The original plan was for us to visit another area in the Tien Shan, but in the end we went to the western Caucasus. After a brief stop in the well-known resort of Dombay we travelled to Camp Uzonkol and yet another magnificent reception; caviar and cognac, champagne and a dozen toasts to our countries, our sport and our companionship. Here for the first time we climbed on superb granite, with four ropes climbing the classic Stepanov Route on Dolar Peak. Again, though, unsettled weather curtailed our plans, and this, coupled with the long approaches that had marked the trip, served to turn attention to nearby rock peaks. The visit was winding down to a grand farewell dinner when we became alarmed over the lateness of Valentin Grekovich and Warburton; they had been out a long time on a difficult new route on the north face of Dolar. Search parties set out and learned that Mike had fallen near the summit of Dolar. Within a day of our getting the news, he was back in base, thanks to a well-organized rescue, and next day was in a Moscow hospital. The prognosis was complete recovery from a concussion and contusions.
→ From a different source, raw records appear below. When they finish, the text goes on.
//! Fan-out phase: render per-locale messages and hand them to the mail
//! transport, one independent send per recipient.

use std::sync::Arc;

use futures::stream::{self, StreamExt};
use tracing::{error, info};

use crate::mailer::MailTransport;
use crate::post::Post;

use super::audience::AudienceGroups;
use super::template::MessageTemplates;

/// One recipient the transport failed to deliver to.
#[derive(Debug, Clone, PartialEq, Eq)]
pub struct DeliveryFailure {
    /// Recipient address.
    pub email: String,
    /// Transport error description.
    pub reason: String,
}

/// Outcome of one dispatch operation.
#[derive(Debug, Clone, Default)]
pub struct DispatchReport {
    /// Recipients a send was attempted for.
    pub attempted: usize,
    /// Recipients the transport accepted the message for.
    pub delivered: usize,
    /// Per-recipient failures, for observability. Failures never fail the
    /// operation and are not retried here; a re-send goes through a new
    /// guarded request after the retry interval.
    pub failures: Vec<DeliveryFailure>,
}

impl DispatchReport {
    /// Number of failed deliveries.
    pub fn failed(&self) -> usize {
        self.failures.len()
    }

    /// Whether nothing was attempted (empty audience).
    pub fn is_noop(&self) -> bool {
        self.attempted == 0
    }
}

/// Renders localized messages and fans them out to recipients.
pub struct NotificationDispatcher<M> {
    mailer: Arc<M>,
    templates: MessageTemplates,
    service_name: String,
    concurrency: usize,
}

impl<M> NotificationDispatcher<M>
where
    M: MailTransport,
{
    /// Create a dispatcher.
    ///
    /// `concurrency` bounds the number of in-flight transport sends.
    pub fn new(
        mailer: Arc<M>,
        templates: MessageTemplates,
        service_name: impl Into<String>,
        concurrency: usize,
    ) -> Self {
        Self {
            mailer,
            templates,
            service_name: service_name.into(),
            concurrency: concurrency.max(1),
        }
    }

    /// Send the post notification to every recipient in every locale group.
    ///
    /// Each recipient's send is independent; a failure is logged and
    /// counted in the report but never aborts the remaining sends.
    pub async fn dispatch(&self, groups: &AudienceGroups, post: &Post) -> DispatchReport {
        let mut report = DispatchReport::default();

        for (locale, recipients) in groups {
            if recipients.is_empty() {
                continue;
            }

            let message =
                self.templates
                    .render(locale, &self.service_name, &post.title, &post.contents);

            let outcomes: Vec<(String, Result<(), String>)> = stream::iter(recipients)
                .map(|email| {
                    let message = &message;
                    async move {
                        let result = self
                            .mailer
                            .send(email, &message.subject, &message.body)
                            .await
                            .map_err(|e| e.to_string());
                        (email.clone(), result)
                    }
                })
                .buffer_unordered(self.concurrency)
                .collect()
                .await;

            for (email, outcome) in outcomes {
                report.attempted += 1;
                match outcome {
                    Ok(()) => report.delivered += 1,
                    Err(reason) => {
                        error!(
                            post_id = %post.post_id,
                            email = %email,
                            error = %reason,
                            "failed to send notification email"
                        );
                        report.failures.push(DeliveryFailure { email, reason });
                    }
                }
            }
        }

        report.failures.sort_by(|a, b| a.email.cmp(&b.email));
        info!(
            post_id = %post.post_id,
            attempted = report.attempted,
            delivered = report.delivered,
            failed = report.failed(),
            "notification dispatch finished"
        );
        report
    }
}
Apart from the unfortunate final climb the exchange visit was a great success. We had several discussions about a Soviet return visit in 1977, and are determined that this most worthwhile program be continued. All of us feel that we have several good friends in Russia; friends whom we would like to see in our country and others of the world’s mountains. Perhaps our parting from Vatslav Ruzhebski sums up the experience. He had to leave for Leningrad early, and hiked up a short way with us toward our final climb. “You know,” he said, “I never imagined Americans were so like us; I had learned to think in stereotypes. Now I consider you my friends, my good friends.”


The combined Soviet-American team were together in the Alay Range, the Tien Shan and the Caucasus. More than thirty routes were climbed, of which ten were first ascents.